- Work to complete:
Output every line of the listing, exactly and completely.

- Provided data:
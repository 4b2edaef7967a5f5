use serde::Deserialize;

#[derive(Debug, Deserialize)]
pub struct LoginForm {
    #[serde(default)]
    pub username: String,
    #[serde(default)]
    pub password: String,
}

#[derive(Debug, Deserialize)]
pub struct RegisterForm {
    #[serde(default)]
    pub username: String,
    #[serde(default)]
    pub email: String,
    #[serde(default)]
    pub password: String,
    #[serde(default)]
    pub password2: String,
}

impl RegisterForm {
    /// First validation failure, if any
    pub fn validate(&self) -> Option<&'static str> {
        if self.username.trim().is_empty()
            || self.email.trim().is_empty()
            || self.password.is_empty()
            || self.password2.is_empty()
        {
            return Some("All fields required");
        }
        if self.password != self.password2 {
            return Some("Passwords do not match");
        }
        None
    }
}
use chrono::Utc;

fn main() {
    // 设置构建时间，页面底部显示
    let build_time = Utc::now().format("%Y-%m-%d %H:%M UTC").to_string();
    println!("cargo:rustc-env=BUILD_TIME={}", build_time);

    // 模板通过 include_str! 编译进二进制
    println!("cargo:rerun-if-changed=build.rs");
    println!("cargo:rerun-if-changed=templates");
}
use axum::{extract::State, http::StatusCode, response::Response, Json};
use serde_json::json;
use std::sync::Arc;
use tower_cookies::Cookies;

use super::{api_error, ApiError};
use crate::auth;
use crate::state::AppState;
use whoknows::weather::WeatherReport;

const TITLE: &str = "Copenhagen Forecast";

/// GET /weather - 天气页面
pub async fn weather_page(State(state): State<Arc<AppState>>, cookies: Cookies) -> Response {
    let logged_in = auth::current_user(&cookies, &state.db)
        .await
        .ok()
        .flatten()
        .is_some();

    match state.weather.copenhagen().await {
        Ok(report) => {
            let celsius = report.celsius();
            state.views.page(
                StatusCode::OK,
                "weather.html",
                TITLE,
                logged_in,
                json!({ "report": report, "celsius": celsius }),
            )
        }
        Err(e) => {
            tracing::warn!("Forecast fetch failed: {}", e);
            state.views.page(
                StatusCode::SERVICE_UNAVAILABLE,
                "weather.html",
                TITLE,
                logged_in,
                json!({ "error": e.public_message() }),
            )
        }
    }
}

/// GET /api/weather - JSON天气接口
pub async fn api_weather(State(state): State<Arc<AppState>>) -> Result<Json<WeatherReport>, ApiError> {
    state.weather.copenhagen().await.map(Json).map_err(|e| {
        tracing::warn!("Weather API fetch failed: {}", e);
        api_error(StatusCode::SERVICE_UNAVAILABLE, e.public_message())
    })
}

- Your solution:
repository 4b2edaef7967a5f5
use serde::Deserialize;

#[derive(Debug, Deserialize)]
pub struct LoginForm {
    #[serde(default)]
    pub username: String,
    #[serde(default)]
    pub password: String,
}

#[derive(Debug, Deserialize)]
pub struct RegisterForm {
    #[serde(default)]
    pub username: String,
    #[serde(default)]
    pub email: String,
    #[serde(default)]
    pub password: String,
    #[serde(default)]
    pub password2: String,
}

impl RegisterForm {
    /// First validation failure, if any
    pub fn validate(&self) -> Option<&'static str> {
        if self.username.trim().is_empty()
            || self.email.trim().is_empty()
            || self.password.is_empty()
            || self.password2.is_empty()
        {
            return Some("All fields required");
        }
        if self.password != self.password2 {
            return Some("Passwords do not match");
        }
        None
    }
}
use chrono::Utc;

fn main() {
    // 设置构建时间，页面底部显示
    let build_time = Utc::now().format("%Y-%m-%d %H:%M UTC").to_string();
    println!("cargo:rustc-env=BUILD_TIME={}", build_time);

    // 模板通过 include_str! 编译进二进制
    println!("cargo:rerun-if-changed=build.rs");
    println!("cargo:rerun-if-changed=templates");
}
use axum::{extract::State, http::StatusCode, response::Response, Json};
use serde_json::json;
use std::sync::Arc;
use tower_cookies::Cookies;

use super::{api_error, ApiError};
use crate::auth;
use crate::state::AppState;
use whoknows::weather::WeatherReport;

const TITLE: &str = "Copenhagen Forecast";

/// GET /weather - 天气页面
pub async fn weather_page(State(state): State<Arc<AppState>>, cookies: Cookies) -> Response {
    let logged_in = auth::current_user(&cookies, &state.db)
        .await
        .ok()
        .flatten()
        .is_some();

    match state.weather.copenhagen().await {
        Ok(report) => {
            let celsius = report.celsius();
            state.views.page(
                StatusCode::OK,
                "weather.html",
                TITLE,
                logged_in,
                json!({ "report": report, "celsius": celsius }),
            )
        }
        Err(e) => {
            tracing::warn!("Forecast fetch failed: {}", e);
            state.views.page(
                StatusCode::SERVICE_UNAVAILABLE,
                "weather.html",
                TITLE,
                logged_in,
                json!({ "error": e.public_message() }),
            )
        }
    }
}

/// GET /api/weather - JSON天气接口
pub async fn api_weather(State(state): State<Arc<AppState>>) -> Result<Json<WeatherReport>, ApiError> {
    state.weather.copenhagen().await.map(Json).map_err(|e| {
        tracing::warn!("Weather API fetch failed: {}", e);
        api_error(StatusCode::SERVICE_UNAVAILABLE, e.public_message())
    })
}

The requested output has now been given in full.